– Что будем делать дальше? – спросил он меня.
– Ты же меня ведешь на Лубянку, не я тебя.
Кусты закончились, мы вырвались из них, как из распахнутых дверей. Я уже ненавидел эти заросли во всех видах – деревья, шиповник, рожь, паутина!.. Мне нужен был воздух! Я хотел умереть, но на открытой местности, где есть признаки жизни других людей, не в городе, так хоть на улице села…
– Жить будем, Касардин! – возвестил Мазурин, показывая на тянущуюся вдоль линии горизонта железнодорожную линию.
Железная дорога! Она уже чужая, но эта крупица цивилизации вдохнула в меня надежду.

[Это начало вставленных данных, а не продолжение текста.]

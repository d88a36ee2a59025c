//! Platform-specific process management.
//!
//! Liveness checks and termination for processes started by the local
//! backend. All calls here block; async callers go through
//! `tokio::task::spawn_blocking`.

use crate::backend::BackendError;
use tracing::{debug, warn};

/// Check if a process with the given PID is alive.
///
/// # Platform Behavior
/// - **Linux/macOS**: `kill(pid, 0)`; `EPERM` still means the process exists
/// - **Windows**: looks the PID up with `tasklist`
pub fn is_process_alive(pid: u32) -> bool {
    #[cfg(unix)]
    {
        use nix::errno::Errno;
        use nix::sys::signal::{kill, Signal};

        let Some(nix_pid) = to_nix_pid(pid) else {
            return false;
        };
        match kill(nix_pid, None::<Signal>) {
            Ok(()) => true,
            Err(Errno::EPERM) => true,
            Err(_) => false,
        }
    }

    #[cfg(windows)]
    {
        use std::process::Command;

        Command::new("tasklist")
            .args(["/FI", &format!("PID eq {}", pid), "/NH", "/FO", "CSV"])
            .output()
            .map(|o| String::from_utf8_lossy(&o.stdout).contains(&format!("\"{}\"", pid)))
            .unwrap_or(false)
    }

    #[cfg(not(any(unix, windows)))]
    {
        warn!("Process alive check not implemented for this platform");
        true
    }
}

#[cfg(unix)]
fn to_nix_pid(pid: u32) -> Option<nix::unistd::Pid> {
    // 0 and values past i32::MAX would address process groups, not a process.
    match i32::try_from(pid) {
        Ok(raw) if raw > 0 => Some(nix::unistd::Pid::from_raw(raw)),
        _ => None,
    }
}

/// Terminate a process gracefully, then forcefully if needed.
///
/// # Platform Behavior
/// - **Linux/macOS**: SIGTERM, wait up to `grace_ms`, then SIGKILL
/// - **Windows**: `taskkill /PID {pid} /F /T`
///
/// A process that is already gone counts as terminated.
pub fn terminate_process(pid: u32, grace_ms: u64) -> Result<(), BackendError> {
    if !is_process_alive(pid) {
        debug!("Process {} is not running", pid);
        reap(pid);
        return Ok(());
    }

    #[cfg(unix)]
    {
        terminate_process_unix(pid, grace_ms)
    }

    #[cfg(windows)]
    {
        let _ = grace_ms;
        terminate_process_windows(pid)
    }

    #[cfg(not(any(unix, windows)))]
    {
        let _ = grace_ms;
        Err(BackendError::Stop(
            "Process termination not implemented for this platform".into(),
        ))
    }
}

#[cfg(unix)]
fn terminate_process_unix(pid: u32, grace_ms: u64) -> Result<(), BackendError> {
    use nix::errno::Errno;
    use nix::sys::signal::{kill, Signal};
    use std::thread::sleep;
    use std::time::Duration;

    let Some(nix_pid) = to_nix_pid(pid) else {
        return Err(BackendError::Stop(format!("Invalid PID {}", pid)));
    };

    debug!("Sending SIGTERM to process {}", pid);
    match kill(nix_pid, Signal::SIGTERM) {
        Ok(()) => {}
        Err(Errno::ESRCH) => return Ok(()),
        Err(Errno::EPERM) => {
            return Err(BackendError::Stop(format!(
                "Not permitted to signal process {}",
                pid
            )))
        }
        Err(e) => warn!("Failed to send SIGTERM to {}: {}", pid, e),
    }

    let wait_interval = Duration::from_millis(100);
    for _ in 0..(grace_ms / 100).max(1) {
        sleep(wait_interval);
        reap(pid);
        if !is_process_alive(pid) {
            debug!("Process {} terminated gracefully", pid);
            return Ok(());
        }
    }

    debug!("Process {} still running, sending SIGKILL", pid);
    match kill(nix_pid, Signal::SIGKILL) {
        Ok(()) | Err(Errno::ESRCH) => {}
        Err(e) => {
            return Err(BackendError::Stop(format!(
                "Failed to kill process {}: {}",
                pid, e
            )))
        }
    }

    sleep(wait_interval);
    reap(pid);
    if is_process_alive(pid) {
        return Err(BackendError::Stop(format!(
            "Process {} survived SIGKILL",
            pid
        )));
    }
    Ok(())
}

#[cfg(windows)]
fn terminate_process_windows(pid: u32) -> Result<(), BackendError> {
    use std::process::Command;

    debug!("Terminating process {} with taskkill", pid);
    let output = Command::new("taskkill")
        .args(["/PID", &pid.to_string(), "/F", "/T"])
        .output()
        .map_err(|e| BackendError::io("Failed to run taskkill", e))?;

    if output.status.success() {
        return Ok(());
    }
    let stderr = String::from_utf8_lossy(&output.stderr);
    // "not found" means it already exited
    if stderr.contains("not found") || stderr.contains("not running") {
        Ok(())
    } else {
        Err(BackendError::Stop(format!(
            "taskkill failed for {}: {}",
            pid,
            stderr.trim()
        )))
    }
}

/// Collect the exit status of a child we spawned, so it does not linger as a
/// zombie that still answers `kill(pid, 0)`.
fn reap(pid: u32) {
    #[cfg(unix)]
    {
        use nix::errno::Errno;
        use nix::sys::wait::{waitpid, WaitPidFlag};

        let Some(nix_pid) = to_nix_pid(pid) else {
            return;
        };
        match waitpid(nix_pid, Some(WaitPidFlag::WNOHANG)) {
            Ok(status) => debug!("Reaped process {}: {:?}", pid, status),
            // Not our child; init reaps it.
            Err(Errno::ECHILD) => {}
            Err(e) => debug!("waitpid({}) failed: {}", pid, e),
        }
    }

    #[cfg(not(unix))]
    {
        let _ = pid;
    }
}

– Так, значит, Николаева подставили, чтобы убить Кирова? – задыхаясь и кашляя, неожиданно для самого себя спросил я. Мне как-то хотелось закончить эту тему и закрыть. Я не люблю оставлять незавершенные дела.
– Это мое мнение… – хрипел Мазурин, давно перейдя на какой-то странный аллюр – подметка одной из штиблет оторвалась, и теперь он передвигался, словно у него не до конца сгибалась нога. – И не только мое… Нужно было убрать конкурента и расправиться с Зиновьевым… Первый конкурент только визуальный… так… Киров никогда особым умом не отличался… Но его смерть можно было использовать как начало кампании против врага главного…
– Зиновьев так опасен?
– Он очень опасен, если три десятка тысяч человек поплатились свободой и жизнью… Скажи мне, Касардин, что мне не чудится звук поезда… Иначе я креститься начну…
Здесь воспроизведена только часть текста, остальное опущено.